These two commands are outside the scope and spirit of conda. The first requires knowledge of a “notebook,” which is not one of conda’s fundamental units of work. The second requires knowledge of the Anaconda API, which is the purview of anaconda-client, not conda.

So it seems that this was project choice related to the scope of the project, or am I missing something?

FRidh · July 29, 2023, 8:04pm

I do very much see the use case, and as mentioned earlier in the thread, nix-shell is often used in such a way. Yet at the same time a risk that we have here is yet another way for specifying dependencies.

Therefore, I think the preferred way would be to embed the pyproject.toml, which is entirely tool agnostic. Tools like poetry or pdm could then opt into embedding lock files as well. Files could have a file: pyproject.toml (or the correct rst notation) as header e.g.

groodt · July 29, 2023, 9:47pm

The risk of creating another way of specifying dependencies is exaggerated in my opinion. They are still specified as described in Dependency specifiers — Python Packaging User Guide

As mentioned previously in this thread, there is evidence in Single-file scripts that download their dependencies · DBohdan.com Most language ecosystems on that page define a specialised compact format or DSL for dependencies single-file scripts. It is true that some support an embedded file form as well. rust-script is interesting because it supports both a minimal syntax and embedded cargo rust-script | Run Rust files and expressions as scripts without any setup or compilation step.

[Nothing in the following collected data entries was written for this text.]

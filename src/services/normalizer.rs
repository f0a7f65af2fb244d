//! Canonicalization of extractor and ingester output into typed records.
//!
//! Every function here is a pure function of its input. A record that
//! fails normalization is excluded from the run and reported as a
//! data-quality issue; it never aborts the run.

use crate::error::ReconError;
use crate::models::{BankTransactionRecord, InvoiceRecord, RawBankTransaction, RawInvoice};
use chrono::NaiveDate;
use once_cell::sync::Lazy;
use regex::Regex;
use rust_decimal::prelude::ToPrimitive;
use rust_decimal::{Decimal, RoundingStrategy};
use std::str::FromStr;

/// Trailing legal-entity tokens stripped from vendor labels.
const LEGAL_SUFFIXES: &[&str] = &[
    "inc", "llc", "ltd", "limited", "corp", "corporation", "co", "company", "gmbh", "plc", "pvt",
    "pte", "sa",
];

static AMOUNT_NOISE: Lazy<Regex> =
    Lazy::new(|| Regex::new(r"[$€£₹,\s]").expect("valid regex"));

const DATE_FORMATS: &[&str] = &["%Y-%m-%d", "%m/%d/%Y", "%d %b %Y"];

/// Canonicalize a vendor or counterparty label: case-fold, drop
/// punctuation, collapse whitespace, strip trailing legal-entity suffixes.
pub fn normalize_label(raw: &str) -> String {
    let lowered = raw.to_lowercase();
    let mut tokens: Vec<&str> = lowered
        .split(|c: char| !c.is_alphanumeric())
        .filter(|t| !t.is_empty())
        .collect();

    // Strip suffixes from the end only, so embedded words survive
    // ("Corporate Travel Inc" keeps "corporate travel").
    while tokens.len() > 1 {
        match tokens.last() {
            Some(last) if LEGAL_SUFFIXES.contains(last) => {
                tokens.pop();
            }
            _ => break,
        }
    }

    tokens.join(" ")
}

/// Parse a raw amount string into minor units (cents).
pub fn parse_amount_minor(raw: &str, allow_negative: bool) -> Result<i64, ReconError> {
    let cleaned = AMOUNT_NOISE.replace_all(raw.trim(), "");
    if cleaned.is_empty() {
        return Err(ReconError::InvalidAmount(format!("empty amount {raw:?}")));
    }

    let value = Decimal::from_str(&cleaned)
        .map_err(|_| ReconError::InvalidAmount(format!("non-numeric amount {raw:?}")))?;

    if value.is_sign_negative() && !allow_negative {
        return Err(ReconError::InvalidAmount(format!(
            "negative amount not allowed: {raw:?}"
        )));
    }

    let minor = (value * Decimal::ONE_HUNDRED)
        .round_dp_with_strategy(0, RoundingStrategy::MidpointAwayFromZero);
    minor
        .to_i64()
        .ok_or_else(|| ReconError::InvalidAmount(format!("amount out of range: {raw:?}")))
}

/// Parse a raw date string, accepting ISO dates plus the two formats
/// extractors commonly emit.
pub fn parse_date(raw: &str) -> Result<NaiveDate, ReconError> {
    let trimmed = raw.trim();
    DATE_FORMATS
        .iter()
        .find_map(|format| NaiveDate::parse_from_str(trimmed, format).ok())
        .ok_or_else(|| ReconError::InvalidDate(format!("unparseable date {raw:?}")))
}

fn normalize_currency(raw: &str) -> Result<String, ReconError> {
    let code = raw.trim().to_uppercase();
    if code.len() == 3 && code.chars().all(|c| c.is_ascii_alphabetic()) {
        Ok(code)
    } else {
        Err(ReconError::InvalidAmount(format!(
            "invalid currency code {raw:?}"
        )))
    }
}

/// Build a validated invoice record. Invoice amounts must be positive.
pub fn normalize_invoice(raw: &RawInvoice) -> Result<InvoiceRecord, ReconError> {
    let amount_minor = parse_amount_minor(&raw.amount, false)?;
    if amount_minor == 0 {
        return Err(ReconError::InvalidAmount(format!(
            "zero invoice amount for {}",
            raw.source_id
        )));
    }

    Ok(InvoiceRecord {
        source_id: raw.source_id.clone(),
        tenant_id: raw.tenant_id,
        vendor_name_raw: raw.vendor_name.clone(),
        vendor_name: normalize_label(&raw.vendor_name),
        amount_minor,
        currency: normalize_currency(&raw.currency)?,
        due_date: parse_date(&raw.due_date)?,
    })
}

/// Build a validated bank transaction record. Amounts are signed.
pub fn normalize_transaction(
    raw: &RawBankTransaction,
) -> Result<BankTransactionRecord, ReconError> {
    Ok(BankTransactionRecord {
        transaction_id: raw.transaction_id.clone(),
        tenant_id: raw.tenant_id,
        counterparty_raw: raw.counterparty.clone(),
        counterparty: normalize_label(&raw.counterparty),
        amount_minor: parse_amount_minor(&raw.amount, true)?,
        currency: normalize_currency(&raw.currency)?,
        posted_date: parse_date(&raw.posted_date)?,
    })
}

To me, this debate doesn’t seem like a huge blocker. Another PEP in future could come along that specifies support for embedded pyproject.toml, either as an alternative to the compact format from PEP 722, or as a unifying format.

BrenBarn · July 30, 2023, 4:58am

(post deleted by author)

maximlt · July 30, 2023, 8:36am

You already know more than I do! The only thing I can add is that I’ve found this presentation from 2015 when they explain how this was meant to be used:

Working with notebooks

$ conda create -n project
$ conda install -y bokeh pandas jupyter
$ ipython notebook iris.ipynb
$ conda env attach -n iris iris.ipynb
$ anaconda notebook upload iris.ipynb


Reusing your notebook

$ anaconda notebook download malev/iris
$ conda env create iris.ipynb
$ source activate iris
$ ipython notebook iris.

facundo · July 30, 2023, 9:30am

For the record, you already can do the following with fades:

Define which import needs a package install by commenting it

#!/usr/bin/env fades

import math
import requests  # fades

...

Specify it in the script’s docstring:

#!/usr/bin/env fades

"""Super fun script.

The following deps will be handled by fades:

    requests
"""

import math
import requests

...

Or just specify it at run time, but it’s not that fun:

$ fades -d requests myscript.py

In any of these cases fades will create a virtualenv with just requests installed (if not there already to re-use it) and run the script in the context of that virtualenv.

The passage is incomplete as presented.